There is only one parameter for the forgetting curve function. The exponential forgetting curve function is $R(t)=e^{\ln(0.9)t/S}$, which is equivalent to $R(t)=0.9^{t/S}$.

user1823 · 2023-04-26T13:35:34Z

So, is this some other formula?

The two formulas I mention are from the image posted above. The source of the image is https://supermemo.guru/wiki/Exponential_nature_of_forgetting#Power_law_emerges_in_superposition_of_exponential_forgetting_curves.

L-M-Sherlock · 2023-04-26T13:49:08Z

In Algorithm SM-17, retrievability R corresponds with the probability of recall and represents the exponential forgetting curve. Retrievability is derived from stability and the interval:

R[n]:=exp-k*t/S[n-1]

where:

R[n] - retrievability at the n-th repetition
k - decay constant
t - time (interval)
S[n-1] - stability after the (n-1)th repetition

Expertium · 2023-04-26T14:35:01Z

So the new function has a somewhat different shape, but otherwise it's not more flexible than the old one? If that's so, then I'm not surprised that results haven't changed much. I'm sure that if instead of (1 + t / (9 * S)) ** -1 it was (1 + t / (9 * S)) ** -w, where w can be optimized, the results would be more impressive. Although I suppose that would make it more difficult to implement such function in the scheduler.

Are there any other changes to how S or D are calculated?

Also, I still don't understand where 9 comes from in that formula.

user1823 · 2023-04-26T14:41:40Z

The new formula is similar to the one below.

Wixted and Carpenter (2007) summarize the forgetting curve as:
P(recall) = $m(1 + ht)^{-f}$
Where m is the degree of initial learning (i.e. the probability at time 0), h is a scaling factor on time, and f is the exponential memory decay factor.

Source: https://notes.andymatuschak.org/zHdKY3GwoUW9xG6wQtKFqjz9jcrxdM3mxram

So, I think that like what @Expertium says, if the power is -w instead of -1, the results would be more impressive.

L-M-Sherlock · 2023-04-26T14:47:51Z

OK, I will test it tomorrow.

user1823 · 2023-04-26T15:16:46Z

@Expertium, you can try out the current version of the new optimizer here: https://colab.research.google.com/github/open-spaced-repetition/fsrs4anki/blob/Feat%2Fpow_difficulty/fsrs4anki_optimizer.ipynb

L-M-Sherlock · 2023-04-27T13:45:45Z

For each deck both loss and RMSE were lower when using the new version of the optimizer. On average, log-loss was around 4% lower, and RMSE was around 16% lower.

Pretty well! And the calibration graph shows that the blue line aligns with the orange line better than before.

L-M-Sherlock · 2023-04-27T13:48:14Z

Also, (while it's a bit late to ask) is pre-training in 2.2 really necessary? It seems like a very non-intuitive thing to me.

Because I freeze the the parameters of initial stability in the training stage. It make the parameters more stable and accurate during the training.

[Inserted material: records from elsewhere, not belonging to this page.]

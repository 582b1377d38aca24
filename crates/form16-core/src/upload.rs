//! Upload widget state machine and the single-request analysis flow
//!
//! ```text
//! Idle ──select pdf──▶ FileSelected ──submit──▶ Submitting ──ok──▶ Complete
//!   │                      ▲   │                     │
//!   └──select other──▶ Invalid ◀┘                    └──err──▶ Failed
//! ```
//!
//! Complete and Failed accept new selections and keep the held file, so the
//! same PDF can be resubmitted by hand. Nothing is retried automatically.

use crate::analysis::AnalysisResult;
use crate::config::PageConfig;
use crate::error::AnalyzeError;
use crate::ports::AnalysisClient;
use crate::render::StatusLine;
use tracing::{debug, warn};

#[derive(Debug, Clone, Copy, PartialEq, Eq)]
pub enum UploadState {
    Idle,
    FileSelected,
    Invalid,
    Submitting,
    Complete,
    Failed,
}

impl UploadState {
    pub fn as_str(self) -> &'static str {
        match self {
            UploadState::Idle => "idle",
            UploadState::FileSelected => "file-selected",
            UploadState::Invalid => "invalid",
            UploadState::Submitting => "submitting",
            UploadState::Complete => "complete",
            UploadState::Failed => "failed",
        }
    }
}

/// A picked or dropped file
#[derive(Debug, Clone, PartialEq)]
pub struct SelectedFile<F> {
    pub name: String,
    pub mime_type: String,
    pub handle: F,
}

impl<F> SelectedFile<F> {
    pub fn new(name: impl Into<String>, mime_type: impl Into<String>, handle: F) -> Self {
        Self {
            name: name.into(),
            mime_type: mime_type.into(),
            handle,
        }
    }
}

/// Holds the selected file and derives every control state from it
#[derive(Debug)]
pub struct UploadWidget<F> {
    state: UploadState,
    file: Option<SelectedFile<F>>,
    accepted_mime_type: String,
    status: Option<StatusLine>,
    results_visible: bool,
}

impl<F> UploadWidget<F> {
    pub fn new(config: &PageConfig) -> Self {
        Self {
            state: UploadState::Idle,
            file: None,
            accepted_mime_type: config.accepted_mime_type.clone(),
            status: None,
            results_visible: false,
        }
    }

    pub fn state(&self) -> UploadState {
        self.state
    }

    pub fn file(&self) -> Option<&SelectedFile<F>> {
        self.file.as_ref()
    }

    /// Status label content, `None` until the first interaction
    pub fn status(&self) -> Option<&StatusLine> {
        self.status.as_ref()
    }

    /// Submit is enabled exactly when a valid file is held and idle
    pub fn submit_enabled(&self) -> bool {
        self.file.is_some() && self.state != UploadState::Submitting
    }

    pub fn results_visible(&self) -> bool {
        self.results_visible
    }

    /// Replace the held file with a new selection
    ///
    /// Selections made while a request is in flight are ignored so the
    /// pending response decides the next state.
    ///
    /// # Errors
    ///
    /// Returns [`AnalyzeError::InvalidFileType`] when the declared type is not
    /// exactly the accepted one. The held file is cleared in that case.
    pub fn select(&mut self, file: SelectedFile<F>) -> Result<(), AnalyzeError> {
        if self.state == UploadState::Submitting {
            debug!(name = %file.name, "ignoring selection during upload");
            return Ok(());
        }

        if file.mime_type != self.accepted_mime_type {
            debug!(name = %file.name, mime_type = %file.mime_type, "rejected file");
            self.file = None;
            self.state = UploadState::Invalid;
            self.status = Some(StatusLine::invalid_file());
            return Err(AnalyzeError::InvalidFileType {
                mime_type: file.mime_type,
            });
        }

        debug!(name = %file.name, "file selected");
        self.status = Some(StatusLine::file_selected(&file.name));
        self.file = Some(file);
        self.state = UploadState::FileSelected;
        Ok(())
    }

    /// Move to Submitting and hand back the file to send
    ///
    /// # Errors
    ///
    /// Returns [`AnalyzeError::AlreadySubmitting`] while a request is running
    /// and [`AnalyzeError::NoFileSelected`] when no valid file is held.
    /// Nothing changes in either case.
    pub fn begin_submit(&mut self) -> Result<SelectedFile<F>, AnalyzeError>
    where
        F: Clone,
    {
        if self.state == UploadState::Submitting {
            return Err(AnalyzeError::AlreadySubmitting);
        }
        let file = self.file.clone().ok_or(AnalyzeError::NoFileSelected)?;

        debug!(name = %file.name, "submitting");
        self.state = UploadState::Submitting;
        self.results_visible = false;
        self.status = Some(StatusLine::processing());
        Ok(file)
    }

    /// Record that results were rendered and the panel revealed
    pub fn complete(&mut self) {
        if self.state != UploadState::Submitting {
            return;
        }
        debug!("analysis complete");
        self.state = UploadState::Complete;
        self.results_visible = true;
        self.status = Some(StatusLine::complete());
    }

    /// Record a failed analysis; the widget is immediately usable again
    pub fn fail(&mut self, error: &AnalyzeError) {
        if self.state != UploadState::Submitting {
            return;
        }
        warn!(error = %error, is_async = error.is_async(), "analysis failed");
        self.state = UploadState::Failed;
        self.results_visible = false;
        self.status = Some(StatusLine::failed(error));
    }
}

/// Send `file` to the analysis endpoint and parse the result
///
/// Runs the status check, body read and JSON parse in sequence. Every failure
/// is reported through the same [`AnalyzeError`] path.
pub async fn analyze<C: AnalysisClient>(
    client: &C,
    config: &PageConfig,
    file: &C::File,
) -> Result<AnalysisResult, AnalyzeError> {
    let response = client
        .post_file(&config.endpoint, &config.upload_field, file)
        .await?;

    if !response.is_success() {
        return Err(AnalyzeError::server(response.status, response.body));
    }

    AnalysisResult::from_json(&response.body).map_err(|e| AnalyzeError::Response {
        message: e.to_string(),
    })
}

#[cfg(test)]
mod tests {
    use super::*;
    use crate::ports::HttpResponse;
    use crate::render::Tone;
    use pretty_assertions::assert_eq;
    use std::cell::RefCell;

    fn pdf(name: &str) -> SelectedFile<u32> {
        SelectedFile::new(name, "application/pdf", 1)
    }

    fn widget() -> UploadWidget<u32> {
        UploadWidget::new(&PageConfig::default())
    }

    /// Records every request and replays a canned outcome
    struct FakeClient {
        outcome: Result<HttpResponse, AnalyzeError>,
        calls: RefCell<Vec<(String, String, u32)>>,
    }

    impl FakeClient {
        fn responding(status: u16, body: &str) -> Self {
            Self {
                outcome: Ok(HttpResponse::new(status, body)),
                calls: RefCell::new(Vec::new()),
            }
        }

        fn failing(message: &str) -> Self {
            Self {
                outcome: Err(AnalyzeError::Transport {
                    message: message.to_string(),
                }),
                calls: RefCell::new(Vec::new()),
            }
        }
    }

    impl AnalysisClient for FakeClient {
        type File = u32;

        async fn post_file(
            &self,
            endpoint: &str,
            field: &str,
            file: &u32,
        ) -> Result<HttpResponse, AnalyzeError> {
            self.calls
                .borrow_mut()
                .push((endpoint.to_string(), field.to_string(), *file));
            self.outcome.clone()
        }
    }

    #[test]
    fn test_initial_state() {
        let w = widget();
        assert_eq!(w.state(), UploadState::Idle);
        assert!(!w.submit_enabled());
        assert!(!w.results_visible());
        assert!(w.status().is_none());
    }

    #[test]
    fn test_select_pdf_enables_submit() {
        let mut w = widget();
        w.select(pdf("form16.pdf")).unwrap();
        assert_eq!(w.state(), UploadState::FileSelected);
        assert!(w.submit_enabled());
        assert_eq!(w.status().unwrap().text, "File selected: form16.pdf");
        assert_eq!(w.status().unwrap().tone, Tone::Primary);
    }

    #[test]
    fn test_select_other_type_clears_file() {
        let mut w = widget();
        w.select(pdf("form16.pdf")).unwrap();
        let err = w
            .select(SelectedFile::new("scan.png", "image/png", 2))
            .unwrap_err();
        assert_eq!(
            err,
            AnalyzeError::InvalidFileType {
                mime_type: "image/png".to_string()
            }
        );
        assert_eq!(w.state(), UploadState::Invalid);
        assert!(w.file().is_none());
        assert!(!w.submit_enabled());
        assert_eq!(w.status().unwrap().text, "Please upload a PDF file.");
    }

    #[test]
    fn test_mime_type_must_match_exactly() {
        let mut w = widget();
        assert!(w
            .select(SelectedFile::new("a.pdf", "application/pdf; charset=binary", 1))
            .is_err());
        assert!(w.select(SelectedFile::new("a.pdf", "", 1)).is_err());
        assert!(w.select(SelectedFile::new("a.pdf", "APPLICATION/PDF", 1)).is_err());
    }

    #[test]
    fn test_submit_without_file_is_rejected() {
        let mut w = widget();
        assert_eq!(w.begin_submit().unwrap_err(), AnalyzeError::NoFileSelected);
        assert_eq!(w.state(), UploadState::Idle);
    }

    #[test]
    fn test_submit_disables_and_hides() {
        let mut w = widget();
        w.select(pdf("form16.pdf")).unwrap();
        let file = w.begin_submit().unwrap();
        assert_eq!(file.name, "form16.pdf");
        assert_eq!(w.state(), UploadState::Submitting);
        assert!(!w.submit_enabled());
        assert!(!w.results_visible());
        assert_eq!(w.status().unwrap().text, "Processing... Please wait.");

        // A second click while in flight does nothing
        assert_eq!(w.begin_submit().unwrap_err(), AnalyzeError::AlreadySubmitting);
        assert_eq!(w.state(), UploadState::Submitting);
        assert_eq!(w.file().unwrap().name, "form16.pdf");
    }

    #[test]
    fn test_selection_ignored_while_submitting() {
        let mut w = widget();
        w.select(pdf("first.pdf")).unwrap();
        w.begin_submit().unwrap();
        w.select(SelectedFile::new("x.png", "image/png", 9)).unwrap();
        assert_eq!(w.state(), UploadState::Submitting);
        assert_eq!(w.file().unwrap().name, "first.pdf");
    }

    #[test]
    fn test_complete_reveals_results() {
        let mut w = widget();
        w.select(pdf("form16.pdf")).unwrap();
        w.begin_submit().unwrap();
        w.complete();
        assert_eq!(w.state(), UploadState::Complete);
        assert!(w.results_visible());
        assert!(w.submit_enabled());
        assert_eq!(w.status().unwrap().text, "Analysis Complete!");
    }

    #[test]
    fn test_fail_hides_results_and_reenables() {
        let mut w = widget();
        w.select(pdf("form16.pdf")).unwrap();
        w.begin_submit().unwrap();
        w.complete();
        w.begin_submit().unwrap();
        w.fail(&AnalyzeError::Transport {
            message: "Failed to fetch".to_string(),
        });
        assert_eq!(w.state(), UploadState::Failed);
        assert!(!w.results_visible());
        assert!(w.submit_enabled());
        assert_eq!(
            w.status().unwrap().text,
            "Error: Failed to fetch. Please try again."
        );
    }

    #[test]
    fn test_new_selection_after_failure() {
        let mut w = widget();
        w.select(pdf("a.pdf")).unwrap();
        w.begin_submit().unwrap();
        w.fail(&AnalyzeError::NoFileSelected);
        w.select(pdf("b.pdf")).unwrap();
        assert_eq!(w.state(), UploadState::FileSelected);
        assert_eq!(w.file().unwrap().name, "b.pdf");
    }

    #[test]
    fn test_complete_outside_submit_is_ignored() {
        let mut w = widget();
        w.complete();
        assert_eq!(w.state(), UploadState::Idle);
        assert!(!w.results_visible());
    }

    #[tokio::test]
    async fn test_analyze_posts_once_to_endpoint() {
        let client = FakeClient::responding(200, r#"{"gross_salary": "2,000,000"}"#);
        let result = analyze(&client, &PageConfig::default(), &7).await.unwrap();
        assert_eq!(
            result.gross_salary.as_ref().and_then(|a| a.value()),
            Some(2_000_000.0)
        );
        assert_eq!(
            client.calls.borrow().as_slice(),
            &[("/api/analyze-form16".to_string(), "form16".to_string(), 7)]
        );
    }

    #[tokio::test]
    async fn test_analyze_server_error_with_message() {
        let client = FakeClient::responding(400, r#"{"message":"bad file"}"#);
        let err = analyze(&client, &PageConfig::default(), &1).await.unwrap_err();
        let text = StatusLine::failed(&err).text;
        assert!(text.contains("400"));
        assert!(text.contains("bad file"));
    }

    #[tokio::test]
    async fn test_analyze_server_error_raw_text() {
        let client = FakeClient::responding(503, "Service Unavailable");
        let err = analyze(&client, &PageConfig::default(), &1).await.unwrap_err();
        let text = StatusLine::failed(&err).text;
        assert!(text.contains("503"));
        assert!(text.contains("Service Unavailable"));
    }

    #[tokio::test]
    async fn test_analyze_bad_json_on_success() {
        let client = FakeClient::responding(200, "<html>oops</html>");
        let err = analyze(&client, &PageConfig::default(), &1).await.unwrap_err();
        assert!(matches!(err, AnalyzeError::Response { .. }));
    }

    #[tokio::test]
    async fn test_analyze_transport_failure() {
        let client = FakeClient::failing("Failed to fetch");
        let err = analyze(&client, &PageConfig::default(), &1).await.unwrap_err();
        assert_eq!(
            err,
            AnalyzeError::Transport {
                message: "Failed to fetch".to_string()
            }
        );
    }

    #[tokio::test]
    async fn test_full_cycle_through_widget() {
        let config = PageConfig::default();
        let client = FakeClient::responding(200, r#"{"claimed_deductions": {}}"#);
        let mut w: UploadWidget<u32> = UploadWidget::new(&config);
        w.select(pdf("form16.pdf")).unwrap();

        let file = w.begin_submit().unwrap();
        match analyze(&client, &config, &file.handle).await {
            Ok(_) => w.complete(),
            Err(e) => w.fail(&e),
        }

        assert_eq!(w.state(), UploadState::Complete);
        assert_eq!(client.calls.borrow().len(), 1);
    }
}
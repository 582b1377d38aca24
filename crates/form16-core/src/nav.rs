//! Navigation state: which nav entry is active and where to scroll
//!
//! Layout numbers (header height, section offsets) are measured by the caller
//! and passed in, so every decision here is a pure function of them.

use crate::config::PageConfig;
use crate::menu::MobileMenu;
use tracing::debug;

/// `href` of the nav link pointing at `section`
pub fn link_href(section: &str) -> String {
    format!("#{}", section)
}

/// Section id an in-page `href` points at
///
/// Returns `None` for external links and for a bare `#`.
pub fn section_from_href(href: &str) -> Option<&str> {
    href.strip_prefix('#').filter(|id| !id.is_empty())
}

/// Measured position of a section on the page
#[derive(Debug, Clone, PartialEq)]
pub struct SectionLayout {
    pub id: String,
    /// Distance from the top of the page
    pub offset_top: f64,
    /// Rendered height
    pub height: f64,
}

impl SectionLayout {
    pub fn new(id: impl Into<String>, offset_top: f64, height: f64) -> Self {
        Self {
            id: id.into(),
            offset_top,
            height,
        }
    }
}

/// Vertical scroll range in which a section counts as the one being viewed
#[derive(Debug, Clone, Copy, PartialEq)]
pub struct SectionBand {
    pub start: f64,
    pub end: f64,
}

impl SectionBand {
    pub fn for_section(section: &SectionLayout, header_height: f64, slack: f64) -> Self {
        let start = section.offset_top - header_height - slack;
        Self {
            start,
            end: start + section.height,
        }
    }

    pub fn contains(&self, scroll_y: f64) -> bool {
        scroll_y >= self.start && scroll_y < self.end
    }
}

/// What to do once the page has loaded
#[derive(Debug, Clone, PartialEq, Eq)]
pub enum InitialNav {
    /// Activate this section's link and scroll to it
    Jump(String),
    /// Activate the home link
    Home(String),
    /// The fragment names no nav link; leave everything alone
    Nothing,
}

/// Owns the active nav entry
#[derive(Debug, Clone)]
pub struct NavController {
    active: Option<String>,
    header_padding: f64,
    band_slack: f64,
    home_section: String,
}

impl NavController {
    pub fn new(config: &PageConfig) -> Self {
        Self {
            active: None,
            header_padding: config.header_padding_px,
            band_slack: config.band_slack_px,
            home_section: config.home_section.clone(),
        }
    }

    /// Section whose nav link is currently active
    pub fn active(&self) -> Option<&str> {
        self.active.as_deref()
    }

    /// Whether the link with `href` should carry the active flag
    pub fn is_active_href(&self, href: &str) -> bool {
        match (&self.active, section_from_href(href)) {
            (Some(active), Some(section)) => active == section,
            _ => false,
        }
    }

    /// Make `section` the sole active entry, returning whether it changed
    pub fn activate(&mut self, section: &str) -> bool {
        if self.active.as_deref() == Some(section) {
            return false;
        }
        debug!(section, "nav link activated");
        self.active = Some(section.to_string());
        true
    }

    /// Plan a jump to a section whose top sits `element_page_top` px down the page
    ///
    /// Closes the mobile menu, activates the section and returns the scroll
    /// position that puts the section just below the fixed header.
    pub fn jump(
        &mut self,
        section: &str,
        element_page_top: f64,
        header_height: f64,
        menu: &mut MobileMenu,
    ) -> f64 {
        menu.close();
        self.activate(section);
        self.scroll_target(element_page_top, header_height)
    }

    /// Scroll position for a section top, leaving room for the header
    pub fn scroll_target(&self, element_page_top: f64, header_height: f64) -> f64 {
        element_page_top - header_height - self.header_padding
    }

    /// Update the active entry from the current scroll position
    ///
    /// When several bands contain `scroll_y` the last section wins. With no
    /// match the current entry is kept. Returns whether anything changed.
    pub fn on_scroll(&mut self, scroll_y: f64, header_height: f64, sections: &[SectionLayout]) -> bool {
        let current = sections
            .iter()
            .rev()
            .find(|s| SectionBand::for_section(s, header_height, self.band_slack).contains(scroll_y));

        match current {
            Some(section) => self.activate(&section.id),
            None => false,
        }
    }

    /// Decide the initial nav state from the URL fragment
    ///
    /// `has_link` reports whether a nav link with the given `href` exists.
    pub fn initial(&mut self, fragment: &str, has_link: impl Fn(&str) -> bool) -> InitialNav {
        let fragment = fragment.trim_start_matches('#');
        if fragment.is_empty() {
            let home = self.home_section.clone();
            if has_link(&link_href(&home)) {
                self.activate(&home);
            }
            return InitialNav::Home(home);
        }

        if has_link(&link_href(fragment)) {
            self.activate(fragment);
            InitialNav::Jump(fragment.to_string())
        } else {
            InitialNav::Nothing
        }
    }
}

#[cfg(test)]
mod tests {
    use super::*;
    use pretty_assertions::assert_eq;

    fn controller() -> NavController {
        NavController::new(&PageConfig::default())
    }

    fn page() -> Vec<SectionLayout> {
        vec![
            SectionLayout::new("home", 0.0, 600.0),
            SectionLayout::new("features", 600.0, 800.0),
            SectionLayout::new("analyzer-tool", 1400.0, 900.0),
        ]
    }

    #[test]
    fn test_section_from_href() {
        assert_eq!(section_from_href("#features"), Some("features"));
        assert_eq!(section_from_href("#"), None);
        assert_eq!(section_from_href("https://example.com"), None);
        assert_eq!(link_href("home"), "#home");
    }

    #[test]
    fn test_band_bounds() {
        let band = SectionBand::for_section(&SectionLayout::new("s", 1000.0, 400.0), 80.0, 50.0);
        assert_eq!(band.start, 870.0);
        assert_eq!(band.end, 1270.0);
        assert!(band.contains(870.0));
        assert!(band.contains(1269.9));
        assert!(!band.contains(1270.0));
        assert!(!band.contains(869.9));
    }

    #[test]
    fn test_scroll_activates_matching_section() {
        let mut nav = controller();
        assert!(nav.on_scroll(700.0, 80.0, &page()));
        assert_eq!(nav.active(), Some("features"));
        assert!(nav.is_active_href("#features"));
        assert!(!nav.is_active_href("#home"));
    }

    #[test]
    fn test_scroll_without_match_keeps_active() {
        let mut nav = controller();
        nav.on_scroll(700.0, 80.0, &page());
        // Past the end of the last band
        assert!(!nav.on_scroll(10_000.0, 80.0, &page()));
        assert_eq!(nav.active(), Some("features"));
    }

    #[test]
    fn test_overlapping_bands_last_wins() {
        let mut nav = controller();
        let sections = vec![
            SectionLayout::new("outer", 0.0, 2000.0),
            SectionLayout::new("inner", 500.0, 300.0),
        ];
        nav.on_scroll(500.0, 0.0, &sections);
        assert_eq!(nav.active(), Some("inner"));
    }

    #[test]
    fn test_jump_closes_menu_and_offsets() {
        let mut nav = controller();
        let mut menu = MobileMenu::new();
        menu.toggle();
        let top = nav.jump("analyzer-tool", 1400.0, 80.0, &mut menu);
        assert_eq!(top, 1300.0);
        assert!(!menu.is_open());
        assert_eq!(nav.active(), Some("analyzer-tool"));
    }

    #[test]
    fn test_initial_without_fragment_activates_home() {
        let mut nav = controller();
        let result = nav.initial("", |href| href == "#home");
        assert_eq!(result, InitialNav::Home("home".to_string()));
        assert_eq!(nav.active(), Some("home"));
    }

    #[test]
    fn test_initial_with_known_fragment_jumps() {
        let mut nav = controller();
        let result = nav.initial("#features", |href| href == "#features");
        assert_eq!(result, InitialNav::Jump("features".to_string()));
        assert_eq!(nav.active(), Some("features"));
    }

    #[test]
    fn test_initial_with_unknown_fragment_does_nothing() {
        let mut nav = controller();
        assert_eq!(nav.initial("#missing", |_| false), InitialNav::Nothing);
        assert_eq!(nav.active(), None);
    }

    #[test]
    fn test_activate_reports_change() {
        let mut nav = controller();
        assert!(nav.activate("home"));
        assert!(!nav.activate("home"));
        assert!(nav.activate("features"));
    }
}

L-M-Sherlock · 2023-04-27T13:51:22Z

Also, for R^2 I think you should bring back the implementation you used in some of the previous versions, there is no way the values given by sklearn.metrics.r2_score are correct, something weird is going on with it.

The previous implementation is incorrect. It is not R-squared, because R-squared is not r^2. I believe the sklearn (the most popular machine learning package) implementation is correct.

Expertium · 2023-04-27T13:52:55Z

because R-squared is not r^2

https://en.wikipedia.org/wiki/Coefficient_of_determination

Idk, maybe there are different definitions and they are not equivalent.

galantra · 2023-04-27T13:55:19Z

What's interesting is that when I ran the new optimizer on the full collection, RMSE was lower than when I ran it on individual decks, which suggests that maybe having different parameters for different decks is not actually advantageous.

I noticed the same some time ago, IIRC. I imagine it is because of the data set is bigger, and a bigger data set will have a bigger impact vs. the initial Maimemo(?) data than a smaller data set would have. The Optimizer becomes more confident, so to say.

Is this correct?

L-M-Sherlock · 2023-04-27T13:58:05Z

I suppose the next step is to apply the same idea to difficulty and replace (10 * torch.pow(new_d, -1)) with something like (10 * torch.pow(new_d, -f_2)) where f_2 is another parameter.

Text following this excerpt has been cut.